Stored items

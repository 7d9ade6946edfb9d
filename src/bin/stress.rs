//! AtlasDB Stress Binary
//!
//! Hammers the write path from many threads and reports group commit and
//! stall statistics.

use std::sync::atomic::{AtomicBool, AtomicU64, Ordering};
use std::sync::Arc;
use std::thread;
use std::time::{Duration, Instant};

use atlasdb::{ColumnFamilyOptions, Config, Engine, ReadOptions, WriteBatch, WriteOptions};
use clap::Parser;
use tracing_subscriber::{fmt, EnvFilter};

/// AtlasDB write path stress test
#[derive(Parser, Debug)]
#[command(name = "atlasdb-stress")]
#[command(about = "Concurrent write path stress test for AtlasDB")]
#[command(version)]
struct Args {
    /// Log directory; logs stay in memory when omitted
    #[arg(short, long)]
    wal_dir: Option<String>,

    /// Writer threads
    #[arg(short, long, default_value = "8")]
    threads: usize,

    /// Reader threads running alongside the writers
    #[arg(short, long, default_value = "2")]
    readers: usize,

    /// Seconds to run
    #[arg(short, long, default_value = "10")]
    duration: u64,

    /// Records per batch
    #[arg(short, long, default_value = "4")]
    batch_size: usize,

    /// Value size in bytes
    #[arg(long, default_value = "256")]
    value_size: usize,

    /// Memtable size in KB before a flush is requested
    #[arg(short = 'm', long, default_value = "1024")]
    memtable_kb: u64,

    /// Column families written round-robin (the default one included)
    #[arg(long, default_value = "2")]
    column_families: usize,

    /// Sync the log on every write
    #[arg(long)]
    sync: bool,
}

fn main() {
    // Initialize tracing/logging
    let filter = EnvFilter::try_from_default_env()
        .unwrap_or_else(|_| EnvFilter::new("info,atlasdb=debug"));

    fmt()
        .with_env_filter(filter)
        .with_target(true)
        .with_thread_ids(true)
        .init();

    let args = Args::parse();
    tracing::info!("AtlasDB stress v{}", atlasdb::VERSION);

    let cf_options = ColumnFamilyOptions::builder()
        .write_buffer_size(args.memtable_kb * 1024)
        .max_write_buffer_number(4)
        .build();
    let mut builder = Config::builder().default_cf_options(cf_options.clone());
    if let Some(dir) = &args.wal_dir {
        builder = builder.wal_dir(dir);
    }

    let engine = match Engine::open(builder.build()) {
        Ok(e) => Arc::new(e),
        Err(e) => {
            tracing::error!("Failed to open engine: {}", e);
            std::process::exit(1);
        }
    };

    let mut families = vec![engine.default_column_family().clone()];
    for i in 1..args.column_families.max(1) {
        match engine.create_column_family(&format!("stress{i}"), cf_options.clone()) {
            Ok(handle) => families.push(handle),
            Err(e) => {
                tracing::error!("Failed to create column family: {}", e);
                std::process::exit(1);
            }
        }
    }
    let families = Arc::new(families);

    let stop = Arc::new(AtomicBool::new(false));
    let written = Arc::new(AtomicU64::new(0));
    let failed = Arc::new(AtomicU64::new(0));
    let reads = Arc::new(AtomicU64::new(0));
    let options = WriteOptions {
        sync: args.sync,
        ..WriteOptions::default()
    };

    let start = Instant::now();
    let mut handles = Vec::new();
    for t in 0..args.threads {
        let engine = Arc::clone(&engine);
        let families = Arc::clone(&families);
        let stop = Arc::clone(&stop);
        let written = Arc::clone(&written);
        let failed = Arc::clone(&failed);
        let value = vec![b'v'; args.value_size];
        let batch_size = args.batch_size.max(1);
        handles.push(thread::spawn(move || {
            let mut i = 0u64;
            while !stop.load(Ordering::Relaxed) {
                let mut batch = WriteBatch::new();
                for _ in 0..batch_size {
                    let cf = &families[(i as usize) % families.len()];
                    batch.put_cf(cf.id(), format!("t{t}-{i:012}").as_bytes(), &value);
                    i += 1;
                }
                match engine.write(&options, batch) {
                    Ok(()) => {
                        written.fetch_add(batch_size as u64, Ordering::Relaxed);
                    }
                    Err(e) => {
                        failed.fetch_add(1, Ordering::Relaxed);
                        tracing::warn!(thread = t, error = %e, "write failed");
                        if engine.background_error().is_some() {
                            break;
                        }
                    }
                }
            }
        }));
    }

    for r in 0..args.readers {
        let engine = Arc::clone(&engine);
        let families = Arc::clone(&families);
        let stop = Arc::clone(&stop);
        let reads = Arc::clone(&reads);
        let threads = args.threads.max(1) as u64;
        handles.push(thread::spawn(move || {
            let mut n = r as u64;
            while !stop.load(Ordering::Relaxed) {
                let cf = &families[(n as usize) % families.len()];
                let key = format!("t{}-{:012}", n % threads, n);
                if let Err(e) = engine.get_cf(&ReadOptions::default(), cf, key.as_bytes()) {
                    tracing::warn!(reader = r, error = %e, "read failed");
                }
                reads.fetch_add(1, Ordering::Relaxed);
                n = n.wrapping_add(7919);
            }
        }));
    }

    thread::sleep(Duration::from_secs(args.duration));
    stop.store(true, Ordering::Relaxed);
    for handle in handles {
        let _ = handle.join();
    }
    let elapsed = start.elapsed().as_secs_f64();

    if let Err(e) = engine.wait_for_background_work() {
        tracing::error!("Background work failed: {}", e);
    }

    let stats = engine.stats();
    let records = written.load(Ordering::Relaxed);
    tracing::info!(
        records,
        failed = failed.load(Ordering::Relaxed),
        reads = reads.load(Ordering::Relaxed),
        last_sequence = engine.latest_sequence_number(),
        "run finished"
    );
    tracing::info!(
        writes_per_sec = (records as f64 / elapsed) as u64,
        groups = stats.write_groups,
        by_self = stats.writes_done_by_self,
        by_other = stats.writes_done_by_other,
        avg_group = if stats.write_groups > 0 {
            (stats.writes_done_by_self + stats.writes_done_by_other) as f64 / stats.write_groups as f64
        } else {
            0.0
        },
        "group commit"
    );
    tracing::info!(
        switches = stats.memtable_switches,
        flushes = stats.flushes_completed,
        compactions = stats.compactions_completed,
        stalls = stats.write_stalls,
        stall_ms = stats.stall_micros / 1000,
        wal_syncs = stats.wal_syncs,
        "background"
    );

    if let Err(e) = engine.close() {
        tracing::error!("Error during shutdown: {}", e);
        std::process::exit(1);
    }
}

* _Problem to work on_
Write out, from the lines above, only those from the line with "let cf_options = ColumnFamilyOptions::builder()" to the line with "let mut families", exactly as given, including the first and the last.

* _Response_
    let cf_options = ColumnFamilyOptions::builder()
        .write_buffer_size(args.memtable_kb * 1024)
        .max_write_buffer_number(4)
        .build();
    let mut builder = Config::builder().default_cf_options(cf_options.clone());
    if let Some(dir) = &args.wal_dir {
        builder = builder.wal_dir(dir);
    }

    let engine = match Engine::open(builder.build()) {
        Ok(e) => Arc::new(e),
        Err(e) => {
            tracing::error!("Failed to open engine: {}", e);
            std::process::exit(1);
        }
    };

    let mut families = vec![engine.default_column_family().clone()];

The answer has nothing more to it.